3. In nature, predator and prey population sizes can cycle.
4. Prey population sizes are limited by predator pressure: when predators are abundant, prey
populations decline; when predator populations decline, prey populations recover.
5. Predator population sizes increase in response to more available prey.
6. Predator populations are thus limited by their food supply.
D. Cycles in Hare Populations: A Case Study
1. Population cycles, such as that described above, have been observed in hares and
lemmings.
2. In the classic example of the snowshoe hare “10-year cycle,” two factors appear to be
generating the cycle: food plants and predators.
E. Predation Reduces Competition
1. Predators greatly reduce competitive exclusion, and this increases diversity, by reducing
the numbers of individuals of competing species.

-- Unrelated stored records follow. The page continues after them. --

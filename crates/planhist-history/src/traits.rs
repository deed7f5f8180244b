use chrono::{DateTime, Utc};
use planhist_types::ProjectSnapshot;

use crate::codec::decode_snapshot;
use crate::error::{HistoryError, HistoryResult};
use crate::version::{VersionId, VersionInfo};

/// Source of historical project versions.
///
/// Implementations must satisfy these invariants:
/// - Snapshots are immutable: fetching the same version twice yields the
///   same content.
/// - A snapshot that is not retained is reported as
///   [`HistoryError::NotFound`], never as an I/O failure.
/// - Calls may be slow or remote; callers never assume caching.
pub trait VersionHistory: Send + Sync {
    /// Every known version. Implementations may return them oldest-first or
    /// newest-first; use [`versions_oldest_first`] for a normalized order.
    ///
    /// [`versions_oldest_first`]: VersionHistory::versions_oldest_first
    fn versions(&self) -> HistoryResult<Vec<VersionInfo>>;

    /// Raw bytes of the snapshot file as of `version`.
    fn snapshot_bytes(&self, version: &VersionId) -> HistoryResult<Vec<u8>>;

    /// Fetch and decode the project snapshot as of `version`.
    fn fetch_snapshot(&self, version: &VersionId) -> HistoryResult<ProjectSnapshot> {
        let bytes = self.snapshot_bytes(version)?;
        decode_snapshot(&bytes).map_err(|source| HistoryError::Malformed {
            version: version.clone(),
            source,
        })
    }

    /// Versions sorted by timestamp, oldest first. Ties keep provider order.
    fn versions_oldest_first(&self) -> HistoryResult<Vec<VersionInfo>> {
        let mut versions = self.versions()?;
        let newest_first = versions.len() > 1
            && versions.first().map(|v| v.timestamp) > versions.last().map(|v| v.timestamp);
        if newest_first {
            versions.reverse();
        }
        versions.sort_by_key(|v| v.timestamp);
        Ok(versions)
    }

    fn info(&self, version: &VersionId) -> HistoryResult<VersionInfo> {
        self.versions()?
            .into_iter()
            .find(|v| &v.id == version)
            .ok_or_else(|| HistoryError::UnknownVersion(version.clone()))
    }

    fn author_of(&self, version: &VersionId) -> HistoryResult<String> {
        self.info(version).map(|v| v.author)
    }

    fn timestamp_of(&self, version: &VersionId) -> HistoryResult<DateTime<Utc>> {
        self.info(version).map(|v| v.timestamp)
    }
}
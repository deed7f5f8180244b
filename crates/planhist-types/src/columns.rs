//! Domain attribute resolution.
//!
//! Generic node attributes (anything that is not a name or a time value) are
//! only reported when the surrounding system knows how to display them. A
//! [`ColumnResolver`] maps an attribute name to a [`ColumnDef`] describing the
//! display column and value format.

use std::collections::BTreeMap;

use serde::{Deserialize, Serialize};

use crate::attrs::{format_number, parse_number};
use crate::error::TypeResult;

/// How a column renders its raw string value.
#[derive(Clone, Copy, Debug, Default, PartialEq, Eq, Serialize, Deserialize)]
#[serde(rename_all = "lowercase")]
pub enum ValueFormat {
    #[default]
    Text,
    Number,
    /// Stored as a fraction, shown as a percentage.
    Percent,
}

/// A display column bound to one node attribute.
#[derive(Clone, Debug, PartialEq, Eq, Serialize, Deserialize)]
pub struct ColumnDef {
    pub id: String,
    pub name: String,
    #[serde(default)]
    pub format: ValueFormat,
}

impl ColumnDef {
    pub fn new(id: impl Into<String>, name: impl Into<String>, format: ValueFormat) -> Self {
        Self {
            id: id.into(),
            name: name.into(),
            format,
        }
    }

    /// Render a raw attribute value for display. Absent values render empty.
    pub fn display(&self, attr: &str, raw: Option<&str>) -> TypeResult<String> {
        let Some(raw) = raw else {
            return Ok(String::new());
        };
        match self.format {
            ValueFormat::Text => Ok(raw.to_string()),
            ValueFormat::Number => Ok(format_number(parse_number(attr, raw)?)),
            ValueFormat::Percent => Ok(format!(
                "{}%",
                format_number(parse_number(attr, raw)? * 100.0)
            )),
        }
    }
}

/// Lookup from attribute name to display column.
pub trait ColumnResolver {
    fn resolve(&self, attr: &str) -> Option<&ColumnDef>;
}

/// A fixed column table keyed by attribute name.
#[derive(Clone, Debug, Default, PartialEq, Eq, Serialize, Deserialize)]
#[serde(transparent)]
pub struct ColumnRegistry {
    columns: BTreeMap<String, ColumnDef>,
}

impl ColumnRegistry {
    pub fn new() -> Self {
        Self::default()
    }

    pub fn with_column(mut self, attr: impl Into<String>, column: ColumnDef) -> Self {
        self.columns.insert(attr.into(), column);
        self
    }

    pub fn len(&self) -> usize {
        self.columns.len()
    }

    pub fn is_empty(&self) -> bool {
        self.columns.is_empty()
    }
}

impl ColumnResolver for ColumnRegistry {
    fn resolve(&self, attr: &str) -> Option<&ColumnDef> {
        self.columns.get(attr)
    }
}

/// Display configuration handed to the blame and change-list builders.
#[derive(Clone, Debug, Default, PartialEq, Eq, Serialize, Deserialize)]
pub struct ReportContext {
    #[serde(default)]
    pub columns: ColumnRegistry,
}

impl ReportContext {
    pub fn new(columns: ColumnRegistry) -> Self {
        Self { columns }
    }

    pub fn columns(&self) -> &dyn ColumnResolver {
        &self.columns
    }

    /// Display label for an attribute: the registered column name, or
    /// `fallback` when the attribute has no column.
    pub fn label(&self, attr: &str, fallback: &str) -> String {
        self.columns
            .resolve(attr)
            .map(|c| c.name.clone())
            .unwrap_or_else(|| fallback.to_string())
    }
}

#[cfg(test)]
mod tests {
    use super::*;
    use crate::error::TypeError;

    #[test]
    fn resolves_registered_attributes_only() {
        let registry = ColumnRegistry::new()
            .with_column("Notes", ColumnDef::new("notes", "Notes", ValueFormat::Text));
        assert_eq!(registry.resolve("Notes").map(|c| c.id.as_str()), Some("notes"));
        assert!(registry.resolve("Other").is_none());
    }

    #[test]
    fn display_formats() {
        let number = ColumnDef::new("size", "Size", ValueFormat::Number);
        assert_eq!(number.display("Size", Some("12.500")).unwrap(), "12.5");
        let pct = ColumnDef::new("done", "% Done", ValueFormat::Percent);
        assert_eq!(pct.display("Done", Some("0.25")).unwrap(), "25%");
        let text = ColumnDef::new("notes", "Notes", ValueFormat::Text);
        assert_eq!(text.display("Notes", None).unwrap(), "");
    }

    #[test]
    fn display_propagates_parse_failures() {
        let number = ColumnDef::new("size", "Size", ValueFormat::Number);
        let err = number.display("Size", Some("big")).unwrap_err();
        assert!(matches!(err, TypeError::InvalidNumber { .. }));
    }

    #[test]
    fn context_label_falls_back() {
        let columns = ColumnRegistry::new().with_column(
            "Time",
            ColumnDef::new("time", "Plan Time", ValueFormat::Number),
        );
        let context = ReportContext::new(columns);
        assert_eq!(context.label("Time", "time estimate"), "Plan Time");
        assert_eq!(context.label("Size", "size"), "size");
    }

    #[test]
    fn registry_deserializes_from_map() {
        let json = r#"{"Size": {"id": "size", "name": "Size", "format": "number"}}"#;
        let registry: ColumnRegistry = serde_json::from_str(json).unwrap();
        assert_eq!(registry.len(), 1);
        assert_eq!(registry.resolve("Size").unwrap().format, ValueFormat::Number);
    }
}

2. It is a mistake to try to eliminate the top predator from a community of organisms.
3. Predation helps to prevent prey populations from being driven to extinction.
35.12
Mimicry (p. 739; Fig 35.25)
A. Some animals evolve coloration that mimics that of poisonous species; the unprotected mimic
gains an advantage by looking like the distasteful one.
B. Batesian Mimicry
1. An example of Batesian mimicry is the viceroy butterfly mimicking the poisonous
monarch butterfly.
C. Müllerian Mimicry
1. In Müllerian mimicry, several unrelated but protected animal species come to look like
each other.
2. This is seen in a variety of stinging wasps that all employ the yellow and black warning
coloration.
3. Any predator seeing that color pattern leaves the wasp alone.
4. For any type of mimicry to be effective, the mimic must also act like its model and live in
the same type of habitat if predators are to be deceived.
D. Self-Mimicry
1. Self-mimicry involves adaptations where one animal body part comes to resemble
another body part.
2. This has evolved in both predator and prey.
3. Prey, such as many moths and butterflies, have “eye spots” that function in startling the
predator, allowing time for escape.
4. Predators can use mimicry to simulate bait and lure prey closer for a successful attack.
Community Stability (p. 741)
35.13
Ecological Succession (p. 741; Fig. 35.26)
A. Succession is the orderly replacement of one community with another.
B. Secondary Succession
1. Secondary succession occurs in areas where an existing community has been disturbed.
C. Primary Succession
1. In contrast, primary succession occurs on bare, lifeless substrates, such as those left
behind when a glacier retreats or when a volcanic island emerges.
2. When a bare rock or new habitat opens up, the first organisms reaching it are the
pioneers.
3. They can grow and reproduce rapidly, and they have broad niches so they can survive
easily over a wide range of conditions.
4. They form and improve the soil, and new arrivals move into the area.
5. The pioneers are poor competitors, so the new arrivals quickly displace them in the
habitat.
6. Over time, still other, larger species of plants move in, until a climax community is
reached.
7. The climax community is stable and similar to the communities characteristic of the area.
D. Why Succession Happens
1. Succession happens because species alter the habitat and the resources available in it
through tolerance, facilitation, and inhibition.